# Hey Guys!!



## mykindagentlemen (Jan 27, 2007)

im new! i guess you figured it out all ready. i used to go on the young rider message board. but it got closed down.  Im a newbie to this. ive been showing horses for 5 years. im 13. my first horse was a horse named Cinnabar. we put her down at age 25. we let her go through summer so she could enjoy the green grass. then we put her down so she wouldnt have to suffer. we all miss her. she got me a reserve champion in showmanship at my first 4-H horse show. Then i moved onto Jazz. she was a paint pony. we went thruogh half an open show season. I sold her to buy a black mare named Flash. Flash was $2,000 me and my sister bought her with our own money. Flash and I took Champion showmanship at the 4-H horse show. We still have her and i love her to death. she does reining, western pleasure, showmanship(which she stinks at), trail, horsemanship and i started her on Hunt last show season. My sister shows her in showmanship, halter, and walk trot. Flash is 6 this year.in the past 2 show sesons i showed her weve won right around $2,000. i guess im gonna let my sister be Flashes partner in crime this year.I got a horse named DOie. yes i no its funny. you pernounse it Dewy. i got him when he was 8 months old. I started him when he was a yearling. (with my dads help). when he was a yearling we took Champion Showmanship in 4-H and when he was a 2 year old we took it again. last show season we did showmanship, walk-trot western, walk-trot hunt, and halter.
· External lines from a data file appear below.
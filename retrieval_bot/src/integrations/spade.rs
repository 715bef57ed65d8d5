use std::collections::HashMap;
use std::time::Duration;

use async_compression::tokio::bufread::ZstdDecoder;
use chrono::Utc;
use color_eyre::{eyre::eyre, eyre::WrapErr, Result};
use futures::TryStreamExt;
use rand::seq::index::sample;
use serde::Deserialize;
use tokio::io::AsyncReadExt;
use tracing::{debug, info, warn};

use crate::config;
use crate::repository::{DealRepository, TaskRepository};
use crate::resolver::{
    LocationResolver, ProviderResolver, DEFAULT_IPINFO_URL, DEFAULT_LOTUS_API_URL,
};
use crate::types::{Content, ModuleName, Task};

/// Signed replica manifest served by the corpus aggregator.
#[derive(Debug, Deserialize)]
pub struct ActiveReplicas {
    #[serde(default)]
    pub state_epoch: u64,
    #[serde(default)]
    pub active_replicas: Vec<ActiveReplica>,
}

#[derive(Debug, Deserialize)]
pub struct ActiveReplica {
    #[serde(default)]
    pub contracts: Vec<Contract>,
    #[serde(flatten)]
    pub replica: Replica,
}

#[derive(Debug, Clone, Deserialize)]
pub struct Replica {
    pub piece_cid: String,
    pub piece_log2_size: u32,
    #[serde(default)]
    pub optional_dag_root: String,
}

#[derive(Debug, Deserialize)]
pub struct Contract {
    pub provider_id: u64,
    #[serde(default)]
    pub legacy_market_id: u64,
    #[serde(default)]
    pub legacy_market_end_epoch: i64,
}

#[derive(Default)]
struct ProviderReplicas {
    size_gib: u64,
    replicas: Vec<Replica>,
}

/// Number of pieces to probe for a provider storing `size_gib`:
/// log2 of the size in TiB, minimum one.
fn num_cids_to_test(size_gib: u64) -> usize {
    let size_tib = (size_gib / 1024).max(1) as f64;
    (size_tib.log2() as usize).max(1)
}

/// Sampled-corpus generator: downloads each replica manifest, sizes the
/// providers, and queues a logarithmic sample of their pieces.
pub async fn run_spade(sources: Vec<String>, requester: String) -> Result<()> {
    for source in sources {
        let replicas = fetch_active_replicas(&source).await?;
        info!(
            source,
            state_epoch = replicas.state_epoch,
            count = replicas.active_replicas.len(),
            "replica manifest fetched"
        );

        let mut per_provider: HashMap<u64, ProviderReplicas> = HashMap::new();
        for replica in replicas.active_replicas {
            for contract in &replica.contracts {
                let entry = per_provider.entry(contract.provider_id).or_default();
                entry.size_gib += (1_u64 << replica.replica.piece_log2_size) >> 30;
                entry.replicas.push(replica.replica.clone());
            }
        }

        let to_test = select_replicas_to_test(per_provider);
        let total: usize = to_test.values().map(Vec::len).sum();
        info!(
            providers = to_test.len(),
            pieces = total,
            "selected replicas to test"
        );

        if let Err(err) = add_spade_tasks(&requester, to_test).await {
            warn!("failed to add tasks: {err:#}");
        }
    }

    Ok(())
}

async fn fetch_active_replicas(url: &str) -> Result<ActiveReplicas> {
    debug!(url, "fetching replica manifest");
    let response = reqwest::get(url).await.wrap_err("failed to make request")?;
    if !response.status().is_success() {
        return Err(eyre!("failed to get replica manifest: {}", response.status()));
    }

    let stream = response
        .bytes_stream()
        .map_err(|err| std::io::Error::new(std::io::ErrorKind::Other, err));
    let mut decoder = ZstdDecoder::new(tokio_util::io::StreamReader::new(stream));

    let mut decompressed = Vec::new();
    decoder
        .read_to_end(&mut decompressed)
        .await
        .wrap_err("failed to read decompressed manifest")?;

    serde_json::from_slice(&decompressed).wrap_err("failed to decode manifest JSON")
}

fn select_replicas_to_test(
    per_provider: HashMap<u64, ProviderReplicas>,
) -> HashMap<u64, Vec<Replica>> {
    let mut rng = rand::rng();
    let mut to_test = HashMap::new();

    for (provider_id, provider) in per_provider {
        let available = provider.replicas.len();
        let mut wanted = num_cids_to_test(provider.size_gib);
        if wanted > available {
            warn!(
                provider_id,
                available, wanted, "provider has fewer replicas than the test budget"
            );
            wanted = available;
        }

        let picked = sample(&mut rng, available, wanted)
            .into_iter()
            .map(|index| provider.replicas[index].clone())
            .collect();
        to_test.insert(provider_id, picked);
    }

    to_test
}

async fn add_spade_tasks(
    requester: &str,
    replicas_to_test: HashMap<u64, Vec<Replica>>,
) -> Result<()> {
    let deal_repo = DealRepository::connect(&config::get_required_string(
        config::STATEMARKETDEALS_DATABASE_URL,
    )?)
    .await?;
    let task_repo = TaskRepository::connect(&config::get_required_string(
        config::QUEUE_DATABASE_URL,
    )?)
    .await?;

    let location_resolver = LocationResolver::new(
        config::get_string(config::IPINFO_URL, DEFAULT_IPINFO_URL),
        config::get_optional_string(config::IPINFO_TOKEN),
        config::get_optional_string(config::LOCATION_CACHE_URL),
        config::get_duration(config::LOCATION_CACHE_TTL, Duration::from_secs(24 * 3600)),
    );
    let provider_resolver = ProviderResolver::new(
        config::get_string(config::LOTUS_API_URL, DEFAULT_LOTUS_API_URL),
        config::get_optional_string(config::LOTUS_API_TOKEN),
        config::get_optional_string(config::PROVIDER_CACHE_URL),
        config::get_duration(config::PROVIDER_CACHE_TTL, Duration::from_secs(24 * 3600)),
    );

    let task_timeout = config::get_duration(
        config::FILPLUS_INTEGRATION_TASK_TIMEOUT,
        Duration::from_secs(15),
    );

    let mut tasks = Vec::new();
    for (provider_id, replicas) in replicas_to_test {
        let provider = format!("f0{provider_id}");
        let piece_cids: Vec<String> = replicas
            .iter()
            .map(|replica| replica.piece_cid.clone())
            .collect();

        let documents = deal_repo
            .live_deals_for_provider_pieces(&provider, &piece_cids)
            .await?;
        info!(
            provider,
            count = documents.len(),
            "market deals retrieved for sampled pieces"
        );

        for document in documents {
            let provider_info = match provider_resolver.resolve_provider(&document.provider).await
            {
                Ok(info) => info,
                Err(err) => {
                    warn!(provider = %document.provider, "failed to resolve provider: {err:#}");
                    continue;
                }
            };
            let location = match location_resolver
                .resolve_multiaddrs_bytes(&provider_info.multiaddrs)
                .await
            {
                Ok(location) => location,
                Err(err) => {
                    warn!(provider = %document.provider, "failed to resolve location: {err:#}");
                    continue;
                }
            };

            tasks.push(Task {
                requester: requester.to_string(),
                module: ModuleName::Http,
                metadata: std::collections::HashMap::from([
                    ("deal_id".to_string(), document.deal_id.to_string()),
                    ("client".to_string(), document.client.clone()),
                    ("retrieve_type".to_string(), "spade".to_string()),
                    (
                        "retrieve_size".to_string(),
                        crate::integrations::tasks::RETRIEVE_SIZE_BYTES.to_string(),
                    ),
                ]),
                provider: crate::types::Provider {
                    id: document.provider.clone(),
                    peer_id: provider_info.peer_id.clone(),
                    multiaddrs: crate::multiaddr_util::bytes_to_multiaddr_strings(
                        &provider_info.multiaddrs,
                    ),
                    city: (!location.city.is_empty()).then(|| location.city.clone()),
                    region: (!location.region.is_empty()).then(|| location.region.clone()),
                    country: (!location.country.is_empty()).then(|| location.country.clone()),
                    continent: (!location.continent.is_empty())
                        .then(|| location.continent.clone()),
                },
                content: Content {
                    cid: document.piece_cid.clone(),
                },
                timeout: task_timeout,
                created_at: Utc::now(),
            });
        }
    }

    if !tasks.is_empty() {
        task_repo
            .enqueue_many(&tasks)
            .await
            .wrap_err("failed to insert tasks")?;
    }
    info!(count = tasks.len(), "inserted tasks");
    Ok(())
}

#[cfg(test)]
mod tests {
    use super::*;

    #[test]
    fn test_budget_grows_logarithmically() {
        assert_eq!(num_cids_to_test(100), 1); // < 4 TiB
        assert_eq!(num_cids_to_test(4 * 1024), 2);
        assert_eq!(num_cids_to_test(16 * 1024), 4);
        assert_eq!(num_cids_to_test(128 * 1024), 7);
    }

    #[test]
    fn manifest_shape_decodes() {
        let manifest: ActiveReplicas = serde_json::from_str(
            r#"{
                "state_epoch": 3000000,
                "active_replicas": [{
                    "contracts": [
                        {"provider_id": 1234, "legacy_market_id": 1, "legacy_market_end_epoch": 99},
                        {"provider_id": 5678}
                    ],
                    "piece_cid": "baga6ea4seaq",
                    "piece_log2_size": 35,
                    "optional_dag_root": "bafybeib"
                }]
            }"#,
        )
        .unwrap();

        assert_eq!(manifest.active_replicas.len(), 1);
        assert_eq!(manifest.active_replicas[0].contracts[0].provider_id, 1234);
        assert_eq!(manifest.active_replicas[0].replica.piece_log2_size, 35);
    }
}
He took me to my first Piant show. We did trail, halter, and western pleasure. hes Breeding stock so we cant do to many things. Thsi year is his 3 year old year, i hope to do some loping classes with him. He is AwEsOmE. i love him. We are going to THe Pinto Worlds this year. I am thankful for my parents hauling me to shows. I and LOVE showing.


----------



## kristy (Dec 8, 2006)

Welcome :wink:


----------



## Prince#Rider (Dec 29, 2006)

Howdy necomer


----------



## mykindagentlemen (Jan 27, 2007)

THanx guys!!


----------



## Friesian Mirror (Jan 11, 2007)

Hello and Welcome!!!


----------



## mynameisntlola (Jan 8, 2007)

Hi, welcome to the forum.


----------



## mykindagentlemen (Jan 27, 2007)

wow...now i fell special..lol. thanx guys!! :lol:


----------



## Horse Chick (Dec 7, 2006)

welcome


----------



## Rio's Kabam (Jan 3, 2007)

Welcome! I'm Tay. =]


----------



## barnrat (Jan 1, 2007)

ALOHA 8) I'm Susan~


----------